As an example, assume a source entry has a DN of CN=Anna Gold,o=activedirectory and the target DN expression is ${rdn[1]},o=companydirectory. The transformation would try to find an entry identified as CN=Anna Gold,o=companydirectory in the destination. If the entry did not exist, it would be inserted. If the entry exists, it would be updated.

DN expressions support a mix of constant (string) characters and attribute substitution, function substitution, and RDN substitution. The table below summarizes some examples of DN expressions.

Type of substitution
Examples

Attribute Substitution
Use ${attributeName} in the DN expression.

Source Event:   { eventID: uid=jsmith,ou=Sales,o=SuperCompany, firstName: John, lastName: Smith }
DN Expression: cn=${firstName} ${lastName},ou=People,o=MyOrg
Result: cn=John Smith,ou=People,o=MyOrg

Function Substitution
The result of a function call on the attributes of a source event can be used with the function substitution notation:
${functionName(attributeName1,attributeName2, …}

Source Event:   { eventID: uid=jsmith,ou=Sales,o=SuperCompany, firstName: John, lastName: Smith }
DN Expression: cn=${uppercase(firstName)},ou=People,o=MyOrg
Result: cn=JOHN,ou=People,o=MyOrg

RDN Substitution
Insert portions (one or more RDN components) of the source event DN using the following formats are supported:
${rdn[index]}
${rdn[startIndex:endIndex]}
${rdn[startIndex:]}
${rdn[:endIndex}]
${rdn_value[index]}
${rdn_value[startIndex:endIndex]}
${rdn_value[startIndex:]}
${rdn_value[:endIndex]}

Source Event:   { eventID: uid=jsmith,ou=Sales,o=SuperCompany, firstName: John, lastName: Doe }
DN Expression: ${rdn[1]},ou=People,o=MyOrg<br>Result: uid=jsmith,ou=People,o=MyOrg

Source Event:   { eventID: uid=jsmith,ou=Sales,o=SuperCompany, firstName: John, lastName: Doe }
DN Expression: ${rdn[-1]},ou=People,o=MyOrg
Result: o=SuperCompany,ou=People,o=MyOrg

Source Event:   { eventID: uid=jsmith,ou=Sales,c=USA,o=SuperCompany, firstName: John, lastName: Doe }
DN Expression: ${rdn[2:3]},ou=People,o=MyOrg<br>Result: ou=Sales,c=USA,ou=People,o=MyOrg

Source Event:   { eventID: uid=jsmith,ou=Sales,c=USA,o=SuperCompany, firstName: John, lastName: Doe }
DN Expression: ${rdn[2:]},ou=People,o=MyOrg<br>Result: ou=Sales,c=USA,o=SuperCompany,ou=People,o=MyOrg

Source Event:   { eventID: uid=jsmith,ou=Sales,c=USA,o=SuperCompany, firstName: John, lastName: Doe }
DN Expression: ${rdn[:2]},ou=People,o=MyOrg<br>Result: uid=jsmith,ou=Sales,ou=People,o=MyOrg

Source Event:   { eventID: uid=jsmith,ou=Sales,o=SuperCompany, firstName: John, lastName: Doe }
DN Expression: displayName=${rdn_value[1]},ou=People,o=MyOr


Source event filter

The source event filter is applied on each change event to determine if the attribute mappings are processed. If an entry passes the filter, the attribute mappings are evaluated.

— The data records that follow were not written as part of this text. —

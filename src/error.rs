use std::{io, path::PathBuf};

use thiserror::Error;

#[derive(Error, Debug)]
pub enum ModgetError {
    #[error("No mods found for {0:?}. Check for spelling errors or wrong version.")]
    NoSearchResults(String),
    #[error("No mod manifest at {0:?}")]
    MissingManifest(PathBuf),
    #[error(transparent)]
    IoError(#[from] io::Error),
    #[error("{0}")]
    MiscError(String),
    #[error("Error downloading {url}: {source}")]
    DownloadError {
        url: String,
        #[source]
        source: Box<ModgetError>,
    },
    #[error("Error resolving dependencies of {file}: {source}")]
    DepError {
        file: String,
        #[source]
        source: Box<ModgetError>,
    },
    #[error("Error requesting data from CurseForge: {0}")]
    RequestError(#[from] ureq::Error),
    #[error("Error parsing JSON: {0}")]
    JsonError(#[from] serde_json::Error),
}

impl ModgetError {
    /// Tag an underlying failure with the URL the download was for
    pub fn download(url: impl Into<String>, source: ModgetError) -> Self {
        Self::DownloadError {
            url: url.into(),
            source: Box::new(source),
        }
    }

    /// Tag an underlying failure with the file whose dependencies were being resolved
    pub fn dep(file: impl Into<String>, source: ModgetError) -> Self {
        Self::DepError {
            file: file.into(),
            source: Box::new(source),
        }
    }
}
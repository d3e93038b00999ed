//! 1-based pagination over listed appointments

use mediflow_validation::{validate_page, ValidationErrors};
use serde::{Deserialize, Serialize};

pub const DEFAULT_PAGE_SIZE: u32 = 20;

#[derive(Clone, Copy, Debug, PartialEq, Eq, Serialize, Deserialize)]
#[serde(default)]
pub struct PageRequest {
    pub page: u32,
    pub page_size: u32,
}

impl Default for PageRequest {
    fn default() -> Self {
        PageRequest {
            page: 1,
            page_size: DEFAULT_PAGE_SIZE,
        }
    }
}

impl PageRequest {
    pub fn new(page: u32, page_size: u32) -> Self {
        PageRequest { page, page_size }
    }

    pub fn validate(&self) -> Result<(), ValidationErrors> {
        validate_page(self.page, self.page_size).into_result()
    }

    fn offset(&self) -> usize {
        (self.page.saturating_sub(1) as usize).saturating_mul(self.page_size as usize)
    }
}

/// One page of results plus the totals needed to render a pager
#[derive(Clone, Debug, PartialEq, Eq, Serialize, Deserialize)]
pub struct Page<T> {
    pub items: Vec<T>,
    pub total: usize,
    pub page: u32,
    pub page_size: u32,
    pub total_pages: u32,
}

impl<T> Page<T> {
    /// Cut `request`'s page out of an already ordered result set
    pub fn slice(all: Vec<T>, request: PageRequest) -> Self {
        let total = all.len();
        let size = request.page_size.max(1) as usize;
        let total_pages = u32::try_from(total.div_ceil(size)).unwrap_or(u32::MAX);
        let items = all.into_iter().skip(request.offset()).take(size).collect();

        Page {
            items,
            total,
            page: request.page,
            page_size: request.page_size,
            total_pages,
        }
    }

    pub fn has_more(&self) -> bool {
        self.page < self.total_pages
    }
}
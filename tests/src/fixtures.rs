//! Shared clinic fixture
//!
//! Staff 1-3 are doctors, 4 a nurse, 5 a receptionist, 6 an account with a
//! retired role token. Appointments are on 2024-03-04.

use chrono::{DateTime, NaiveDate, TimeZone, Utc};
use mediflow_rbac::{Caller, Guard, Role, UserId};
use mediflow_scheduling::{AppointmentService, FixedClock, Fixture, InMemoryStore, SchedulingConfig};
use std::sync::Arc;

pub const DR_REYES: UserId = UserId(1);
pub const DR_OKAFOR: UserId = UserId(2);
pub const DR_LINDQVIST: UserId = UserId(3);
pub const NURSE_SILVA: UserId = UserId(4);
pub const RETIRED_ROLE_ACCOUNT: UserId = UserId(6);

pub const CLINIC_JSON: &str = r#"{
    "staff": [
        {"id": 1, "username": "dr.reyes", "role": "doctor"},
        {"id": 2, "username": "dr.okafor", "role": "doctor"},
        {"id": 3, "username": "dr.lindqvist", "role": "doctor"},
        {"id": 4, "username": "n.silva", "role": "nurse"},
        {"id": 5, "username": "front.desk", "role": "receptionist"},
        {"id": 6, "username": "old.account", "role": "superuser"}
    ],
    "patients": [
        {"id": 100, "first_name": "Ana", "last_name": "Cruz"},
        {"id": 101, "first_name": "Tomas", "last_name": "Berg"},
        {"id": 102, "first_name": "Leila", "last_name": "Haddad"}
    ],
    "appointments": [
        {
            "id": 1, "patient_id": 100, "doctor_id": 1,
            "start_time": "2024-03-04T09:00:00Z", "duration_minutes": 30,
            "appointment_type": "consultation", "reason": "Persistent cough",
            "status": "confirmed",
            "created_at": "2024-02-20T10:00:00Z", "updated_at": "2024-02-20T10:00:00Z"
        },
        {
            "id": 2, "patient_id": 101, "doctor_id": 1,
            "start_time": "2024-03-04T11:00:00Z", "duration_minutes": 90,
            "appointment_type": "procedure", "reason": "Minor excision",
            "notes": "Fasting not required",
            "status": "scheduled",
            "created_at": "2024-02-21T10:00:00Z", "updated_at": "2024-02-21T10:00:00Z"
        },
        {
            "id": 3, "patient_id": 102, "doctor_id": 1,
            "start_time": "2024-03-04T14:00:00Z", "duration_minutes": 30,
            "appointment_type": "follow_up", "reason": "Lab results review",
            "status": "cancelled",
            "created_at": "2024-02-22T10:00:00Z", "updated_at": "2024-02-23T10:00:00Z"
        },
        {
            "id": 4, "patient_id": 100, "doctor_id": 2,
            "start_time": "2024-03-04T09:00:00Z", "duration_minutes": 60,
            "appointment_type": "routine_checkup", "reason": "Annual physical",
            "status": "scheduled",
            "created_at": "2024-02-22T10:00:00Z", "updated_at": "2024-02-22T10:00:00Z"
        }
    ]
}"#;

pub fn clinic_day() -> NaiveDate {
    NaiveDate::from_ymd_opt(2024, 3, 4).unwrap()
}

pub fn at(hour: u32, minute: u32) -> DateTime<Utc> {
    Utc.with_ymd_and_hms(2024, 3, 4, hour, minute, 0).unwrap()
}

pub fn clinic_fixture() -> Fixture {
    serde_json::from_str(CLINIC_JSON).unwrap()
}

/// Service over the clinic fixture with the clock fixed a week before the
/// clinic day
pub fn clinic_service(config: SchedulingConfig) -> AppointmentService<InMemoryStore> {
    let now = Utc.with_ymd_and_hms(2024, 2, 26, 8, 0, 0).unwrap();
    AppointmentService::with_clock(
        InMemoryStore::from_fixture(clinic_fixture()),
        Guard::default(),
        config,
        Arc::new(FixedClock(now)),
    )
}

pub fn staff(role: Role) -> Caller {
    Caller::new(900u64, role)
}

A source event filter can be comprised of one or more conditions each of which is comprised of one or more expressions.

The filter window is blank by default and assumes a single expression will be used. An expression is based on a source attribute that can be conditioned (e.g. equals, not equals) on a value. Select a source attribute from the drop-down list, choose the condition and then enter a value. Based on the example below, only entries that have department=Sales are sent to the attribute mapping phase.

Source Event Filter Example

To configure a condition with multiple expressions or multiple conditions, start the filter by choosing and or or from the drop-down list.

Categorize the Expressions with an Operator

After the first expression is configured, select Add Expression and a new line is added to the configuration. In the example below, only entries that have department=Sales AND title that starts with "Solution" are sent to the attribute mapping phase.

Example Condition with Two Expressions

To remove an expression, select No entry symbol

To remove the entire filter, select Clear Filter

To accept the filter, select OK

You can also use the Add Condition button to add a nested condition.


Conditional filter

The conditional filter is applied on each source attribute of the change event to determine if the target attribute mapping gets applied. A conditional filter can be comprised of one or more conditions each of which is comprised of one or more expressions.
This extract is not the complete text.